The top-flight healthcare provider features 500 pediatric subspecialists.

It’s been a while since I’ve read a story headlined “Once Upon a Time,” but there’s a pretty good one about Nicklaus Children’s Health System. “Our story begins on Christmas Eve in 1928 when the manager of the Sheridan Square Theater in Pittsburgh found an abandoned baby girl in his theater,” says the history on nicklauschildrens.org. “A note signed by a Heartbroken Mother pleaded: ‘Please take care of my baby. Her name is Catherine. I can no longer care for her. I have eight others. My husband is out of work. She was born on Thanksgiving Day. I have always heard of the goodness of show business and I pray you will look after my little girl.’”

There were, indeed, some good show business people at the theater that night, a group called Variety Club, Tent No. 1. They agreed to take care of Catherine.

In the 1940s, Miami Tent No. 33 of Variety Club International was founded and decided to support Dr. Arthur Weiland, who organized the purchase of land where Nicklaus Children’s Health System’s main hospital is now in Miami. It took a 20-year effort to pull things together and Variety Children’s Hospital finally opened its doors on March 20, 1950.

In March, the System dedicated a bust of Weiland. His grandson, Arthur Weiland Hutson, told how his grandfather loved golf and admired Jack Nicklaus. “He would have been so pleased and honored that a remarkable golfer whom he admired greatly and his wife—Jack and Barbara Nicklaus—shared in his passion for pediatrics. He would be so proud that the hospital he envisioned so many years ago now bears the Nicklaus name.”

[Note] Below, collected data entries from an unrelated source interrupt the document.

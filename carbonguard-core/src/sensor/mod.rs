//! In-Situ Sensor Data
//!
//! ## Overview
//!
//! Sensors stream readings continuously; the aggregator condenses a batch of
//! readings for one device into summary statistics, a data-quality score and
//! a list of per-reading anomaly flags.
//!
//! ## Sensor Profiles
//!
//! Each [`SensorType`] knows its plausible physical range and the largest
//! believable change between consecutive readings:
//!
//! | Type              | Range          | Jump  |
//! |-------------------|----------------|-------|
//! | Dissolved oxygen  | 3 - 10 mg/L    | 2     |
//! | Temperature       | 0 - 40 °C      | 5     |
//! | Salinity          | 0 - 40 PSU     | 5     |
//! | pH                | 6.5 - 8.5      | 0.5   |
//! | CO2 flux          | 0 - 200        | 50    |
//!
//! Readings outside the range are sensor faults (high severity). Jumps
//! beyond the threshold suggest interference or fouling (medium severity).

mod aggregator;
mod registry;

pub use aggregator::{AggregatorConfig, SensorAggregator};
pub use registry::{DeviceStatus, SensorDevice, SensorRegistry};

use std::fmt;
use std::str::FromStr;

use chrono::{DateTime, Utc};
use serde::{Deserialize, Serialize};

use crate::anomaly::Severity;
use crate::constants::sensors::*;
use crate::errors::MonitoringError;
use crate::location::GeoPoint;
use crate::stats::SeriesStats;

/// Physical quantity a sensor measures
#[derive(Debug, Clone, Copy, PartialEq, Eq, Hash, Serialize, Deserialize)]
#[serde(rename_all = "snake_case")]
pub enum SensorType {
    DissolvedOxygen,
    Temperature,
    Salinity,
    Ph,
    Co2Flux,
}

/// Plausible range and jump threshold of a sensor type
#[derive(Debug, Clone, Copy, PartialEq)]
pub struct SensorProfile {
    pub min: f64,
    pub max: f64,
    pub unit: &'static str,
    /// Largest believable change between consecutive readings
    pub jump_threshold: f64,
}

impl SensorProfile {
    pub fn contains(&self, value: f64) -> bool {
        value >= self.min && value <= self.max
    }
}

impl SensorType {
    pub const ALL: [SensorType; 5] = [
        SensorType::DissolvedOxygen,
        SensorType::Temperature,
        SensorType::Salinity,
        SensorType::Ph,
        SensorType::Co2Flux,
    ];

    pub const fn name(&self) -> &'static str {
        match self {
            SensorType::DissolvedOxygen => "dissolved_oxygen",
            SensorType::Temperature => "temperature",
            SensorType::Salinity => "salinity",
            SensorType::Ph => "ph",
            SensorType::Co2Flux => "co2_flux",
        }
    }

    pub const fn profile(&self) -> SensorProfile {
        match self {
            SensorType::DissolvedOxygen => SensorProfile {
                min: DISSOLVED_OXYGEN_MIN_MG_L,
                max: DISSOLVED_OXYGEN_MAX_MG_L,
                unit: "mg/L",
                jump_threshold: DISSOLVED_OXYGEN_JUMP_MG_L,
            },
            SensorType::Temperature => SensorProfile {
                min: TEMPERATURE_MIN_C,
                max: TEMPERATURE_MAX_C,
                unit: "°C",
                jump_threshold: TEMPERATURE_JUMP_C,
            },
            SensorType::Salinity => SensorProfile {
                min: SALINITY_MIN_PSU,
                max: SALINITY_MAX_PSU,
                unit: "PSU",
                jump_threshold: SALINITY_JUMP_PSU,
            },
            SensorType::Ph => SensorProfile {
                min: PH_MIN,
                max: PH_MAX,
                unit: "pH",
                jump_threshold: PH_JUMP,
            },
            SensorType::Co2Flux => SensorProfile {
                min: CO2_FLUX_MIN,
                max: CO2_FLUX_MAX,
                unit: "µmol/m²/s",
                jump_threshold: CO2_FLUX_JUMP,
            },
        }
    }
}

impl fmt::Display for SensorType {
    fn fmt(&self, f: &mut fmt::Formatter<'_>) -> fmt::Result {
        f.write_str(self.name())
    }
}

impl FromStr for SensorType {
    type Err = MonitoringError;

    fn from_str(s: &str) -> Result<Self, Self::Err> {
        let normalized = s.trim().to_ascii_lowercase().replace(['-', ' '], "_");
        match normalized.as_str() {
            "dissolved_oxygen" | "do" | "oxygen" => Ok(SensorType::DissolvedOxygen),
            "temperature" | "temp" => Ok(SensorType::Temperature),
            "salinity" => Ok(SensorType::Salinity),
            "ph" => Ok(SensorType::Ph),
            "co2_flux" | "co2" => Ok(SensorType::Co2Flux),
            _ => Err(MonitoringError::UnknownSensorType(s.to_string())),
        }
    }
}

/// Quality flag reported by the device with each reading
#[derive(Debug, Clone, Copy, PartialEq, Eq, Hash, Serialize, Deserialize)]
#[serde(rename_all = "lowercase")]
pub enum ReadingQuality {
    Valid,
    Questionable,
    Bad,
}

/// One reading from one device
#[derive(Debug, Clone, PartialEq, Serialize, Deserialize)]
#[serde(rename_all = "camelCase")]
pub struct SensorReading {
    pub sensor_id: String,
    pub timestamp: DateTime<Utc>,
    pub value: f64,
    pub unit: String,
    pub quality: ReadingQuality,
    /// Device-reported confidence in [0, 100]
    pub confidence: f64,
}

/// Why a reading was flagged
#[derive(Debug, Clone, Copy, PartialEq, Eq, Hash, Serialize, Deserialize)]
#[serde(rename_all = "snake_case")]
pub enum FlagKind {
    OutOfRange,
    StatisticalOutlier,
    SuddenJump,
}

/// Per-reading anomaly flag raised during aggregation
#[derive(Debug, Clone, PartialEq, Serialize, Deserialize)]
pub struct AnomalyFlag {
    pub timestamp: DateTime<Utc>,
    pub value: f64,
    pub kind: FlagKind,
    pub severity: Severity,
    pub reason: String,
}

/// Count of readings per device quality flag
#[derive(Debug, Clone, Copy, Default, PartialEq, Eq, Serialize, Deserialize)]
pub struct QualityCounts {
    pub valid: usize,
    pub questionable: usize,
    pub bad: usize,
}

/// Window covered by an aggregation
#[derive(Debug, Clone, Copy, PartialEq, Eq, Serialize, Deserialize)]
pub struct TimeWindow {
    pub start: DateTime<Utc>,
    pub end: DateTime<Utc>,
}

/// Summary of one device's readings over one window
#[derive(Debug, Clone, PartialEq, Serialize, Deserialize)]
#[serde(rename_all = "camelCase")]
pub struct AggregatedSensorData {
    pub sensor_id: String,
    pub sensor_type: SensorType,
    pub location: GeoPoint,
    /// `None` when there were no readings
    pub window: Option<TimeWindow>,
    pub reading_count: usize,
    pub statistics: SeriesStats,
    pub anomaly_flags: Vec<AnomalyFlag>,
    /// Valid share x 100 x drift derating, in [0, 100]
    pub data_quality: f64,
    pub quality_counts: QualityCounts,
    /// Mean device confidence, in [0, 100]
    pub mean_confidence: f64,
    /// Reading timestamps in order, used for temporal alignment
    pub timestamps: Vec<DateTime<Utc>>,
}

impl AggregatedSensorData {
    pub fn has_readings(&self) -> bool {
        self.reading_count > 0
    }

    pub fn latest(&self) -> Option<DateTime<Utc>> {
        self.window.map(|w| w.end)
    }
}

#[cfg(test)]
mod tests {
    use super::*;

    #[test]
    fn parses_known_types() {
        assert_eq!("Dissolved Oxygen".parse::<SensorType>().unwrap(), SensorType::DissolvedOxygen);
        assert_eq!("co2-flux".parse::<SensorType>().unwrap(), SensorType::Co2Flux);
        assert_eq!("pH".parse::<SensorType>().unwrap(), SensorType::Ph);
    }

    #[test]
    fn unknown_type_fails_fast() {
        let err = "lidar".parse::<SensorType>().unwrap_err();
        assert_eq!(err, MonitoringError::UnknownSensorType("lidar".into()));
    }

    #[test]
    fn profiles_match_documented_ranges() {
        let ph = SensorType::Ph.profile();
        assert!(ph.contains(7.0));
        assert!(!ph.contains(9.0));
        assert_eq!(SensorType::DissolvedOxygen.profile().min, 3.0);
        assert_eq!(SensorType::Co2Flux.profile().max, 200.0);
    }
}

Others continue to help as well. Citadel founder Kenneth Griffin, who has moved his hedge fund from Chicago to Miami, donated a $25 million gift for a five-story, 127,000-square-foot surgical tower.

Nicklaus Children’s Health System is now being led by CEO Matthew Love, who is on the cover of this issue. He told SFBW how he specifically looked to rejoin a children’s hospital organization at this point in his career.

If you think the System is just about Miami-Dade, you would be quite wrong. Nicklaus Children’s Health goes all the way up to Jupiter and all the way over to Naples. It has grown rapidly in its more recent history. It is the only licensed specialty children’s hospital in South Florida and has 850 attending physicians and 500 pediatric subspecialists. It’s an example of how South Florida has grown to provide top-flight health care that saves patients from traveling from out of the region.

With thanks, we can all look back to Variety Club Tent No. 1, Miami Tent No. 33, Dr. Weiland, Kenneth Griffin, and Jack and Barbara Nicklaus for their roles in making this all happen.